This year marks the 150th anniversary of that historic insult and the exhibition that introduced Impressionism, as it would eventually be known, to the public. In celebration, the Musée d’Orsay in Paris has curated a massive exhibition entitled “Paris 1874: Inventing Impressionism,” on view until July 14th, which features over 130 works from Impressionists including Monet, Degas, Pierre-Auguste Renoir, and Camille Pissarro. From there, the exhibition will travel to the National Gallery of Art in Washington, D.C., in September.
The exhibition underlines the significance of these artists’ innovations to the course of art history. Impressionism shattered the conventions of its time by favoring the transient, dynamic qualities of light and color in everyday scenes over detailed renderings of academic subjects. Its practitioners used unblended bursts of color, loose brushwork, and plein air techniques to capture the world as they observed it at specific moments in time.
Today, the legacy of Impressionism lives on in contemporary artists who incorporate techniques and themes developed by Monet, Degas, and their contemporaries—as well as the Post-Impressionist generation that followed them—to convey a sense of immediacy.
Here, we explore the work of 10 contemporary artists whose practices are linked to the Impressionists’ legacy.
B. 1960, Florence, Italy. Lives and works in Italy.
In Beatrice Meoni’s cluttered interiors, haphazard strokes of color, rather than clear lines, articulate the forms of furniture, clothing, and scattered belongings. The Florence-born painter’s loose brushstrokes obscure the definition and details of her rooms, instead depicting the space as if seen in a passing glance. Though absent of any figures, her scenes are clearly inhabited, imbued with a sense of lived experience.
Like her Impressionist predecessors, Meoni captures fleeting moments of everyday life, as in her “Lo Studio” series (2024), where the painter explores her own workspace. There is a quality of spontaneity in her paintings, like in Lo studio. Pranzo (2024), which depicts a room piled with discarded belongings alongside a studio table scattered with plates. It feels almost as if Meroni stopped eating in the middle of dinner to capture the moment.
Her “Lo Studio” works were recently featured in an exhibition hosted by Cardelli & Fontana. Another work from the series is currently included in a group exhibition at z2o Galleria in Rome.
B. 1962, Meaux, France. Lives and works in Barcelona.

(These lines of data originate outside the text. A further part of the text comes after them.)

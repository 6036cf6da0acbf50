//! History-based predicates.
//!
//! "For at least" qualifiers look at the item's stories: the most recent story
//! that put the item into its current state marks when that state began. When
//! no such story exists the item is assumed to have been created in that state.

use std::fmt;

use chrono::{DateTime, Duration, Utc};

use super::{EvalContext, Predicate};
use crate::domain::{Item, Story, format_duration};

/// When the state recognized by `entered` began.
pub(crate) fn state_since(item: &Item, entered: impl Fn(&Story) -> bool) -> DateTime<Utc> {
    item.stories
        .iter()
        .rev()
        .find(|s| entered(s))
        .map(|s| s.created_at)
        .unwrap_or(item.created_at)
}

/// Has the item been in the state recognized by `entered` for longer than `duration`?
pub(crate) fn held_for_at_least(
    item: &Item,
    ctx: &EvalContext,
    duration: Duration,
    entered: impl Fn(&Story) -> bool,
) -> bool {
    ctx.now - state_since(item, entered) > duration
}

pub(crate) fn for_at_least_suffix(duration: Option<Duration>) -> String {
    match duration {
        Some(d) if d > Duration::zero() => format!(" for at least {}", format_duration(d)),
        _ => String::new(),
    }
}

/// The triager has not acted on the item (within a window, if given).
///
/// "Acted" means the item has a story authored by the triager's own user
/// ([`EvalContext::actor`]). Without a window any story at all counts, so
/// `Untriaged::new()` matches each item until the triager first touches it.
/// Negated, it can be used with `ignore` to leave recently handled items alone.
#[derive(Debug, Clone, Copy, Default, PartialEq, Eq)]
pub struct Untriaged {
    within: Option<Duration>,
}

impl Untriaged {
    pub fn new() -> Self {
        Self::default()
    }

    /// Only stories newer than `duration` count as triage.
    pub fn for_at_least(duration: Duration) -> Self {
        Self {
            within: Some(duration),
        }
    }
}

impl Predicate for Untriaged {
    fn evaluate(&self, item: &Item, ctx: &EvalContext) -> bool {
        let Some(actor) = ctx.actor.as_ref() else {
            return true;
        };
        let last = item
            .stories
            .iter()
            .rev()
            .find(|s| s.author.as_ref().is_some_and(|a| a.id == actor.id));
        match (last, self.within) {
            (None, _) => true,
            (Some(_), None) => false,
            (Some(story), Some(window)) => ctx.now - story.created_at > window,
        }
    }
}

impl fmt::Display for Untriaged {
    fn fmt(&self, f: &mut fmt::Formatter<'_>) -> fmt::Result {
        write!(f, "Untriaged{}", for_at_least_suffix(self.within))
    }
}

#[cfg(test)]
mod tests {
    use super::super::testing::{at, ctx, item};
    use super::*;
    use crate::domain::{StoryKind, User};

    fn me() -> User {
        User::new("u-bot", "triage bot")
    }

    fn story(id: &str, author: User, hours_ago: i64) -> Story {
        Story {
            id: id.into(),
            created_at: at() - Duration::hours(hours_ago),
            author: Some(author),
            kind: StoryKind::Comment {
                text: "hi".to_string(),
            },
        }
    }

    #[test]
    fn untriaged_without_window_means_never_touched() {
        let ctx = ctx().with_actor(me());
        let mut touched = item("1");
        touched.stories.push(story("s1", me(), 24 * 30));

        let mut others_only = item("2");
        others_only.stories.push(story("s2", User::new("u-ada", "Ada"), 1));

        assert!(!Untriaged::new().evaluate(&touched, &ctx));
        assert!(Untriaged::new().evaluate(&others_only, &ctx));
    }

    #[test]
    fn untriaged_window_looks_at_latest_own_story() {
        let ctx = ctx().with_actor(me());
        let mut it = item("1");
        it.stories.push(story("s1", me(), 72));

        assert!(Untriaged::for_at_least(Duration::days(2)).evaluate(&it, &ctx));

        it.stories.push(story("s2", me(), 1));
        assert!(!Untriaged::for_at_least(Duration::days(2)).evaluate(&it, &ctx));
    }

    #[test]
    fn state_since_falls_back_to_creation() {
        let it = item("1");
        assert_eq!(state_since(&it, |_| true), it.created_at);
    }

    #[test]
    fn display_mentions_window() {
        assert_eq!(Untriaged::new().to_string(), "Untriaged");
        assert_eq!(
            Untriaged::for_at_least(Duration::days(2)).to_string(),
            "Untriaged for at least 2d"
        );
    }
}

The somber portraits of Barcelona-based painter Daniel Enkaoua incorporate elements of Impressionism and Expressionism, imparting a sense of tragedy or malaise through dramatically lit figures rendered in choppy, visceral marks. His subjects often feel removed from reality, placed against a vacuous background. Liel allongé regardant vers le ciel (2020–21), for example, illustrates a figure lying on the ground, expressionless and staring above. Enkaoua’s textured brushstrokes obscure the figure, evoking a dissociative state in which the world feels out of focus.
Natan en capuche violette (2024), a portrait of a hooded boy, bears an eerie resemblance to Monet’s devastating 1879 portrait of his dying wife, Camille Monet on Her Deathbed. Of that work, Monet said, “I was at the deathbed of a lady who had been, and still was, very dear to me.…I found myself staring at [her] tragic countenance, automatically trying to identify things like the proportions of light.” Both paintings make light and shadow, more than the subjects themselves, the focal points.
Other works by Enkaoua, like Trois légumes (2022), recall Impressionist still lifes, laying vibrant colors side by side in short strokes to animate subjects like grapes, melons, or vegetables freshly plucked from the garden. Several such works are included in a current group exhibition, “Wind Words,” at Litvak Contemporary in Tel Aviv.
B. 1991, Long Beach, California. Lives and works in Detroit.
Using pure, bright colors and intuitive brushwork, American painter Paul Verdell pushes the Impressionist pursuit of transient beauty towards abstract expression. This impulse is unmistakable in A Road to Glory (2022), an oil painting of a vivid red, orange, and yellow skyscape above a lush green expanse. In this work, Verdell immerses himself in the natural world, capturing it en plein air, but rendering it as if all the elements are melting together.
A Road to Glory reflects a recent shift in Verdell’s practice away from predominantly figurative works. His earlier portraits, like Najee and a Lemon Tree (2020), employ Impressionist and Fauvist techniques, including quick, gestural markmaking and non-naturalistic color, lending the works vibrance and a sense of immediacy.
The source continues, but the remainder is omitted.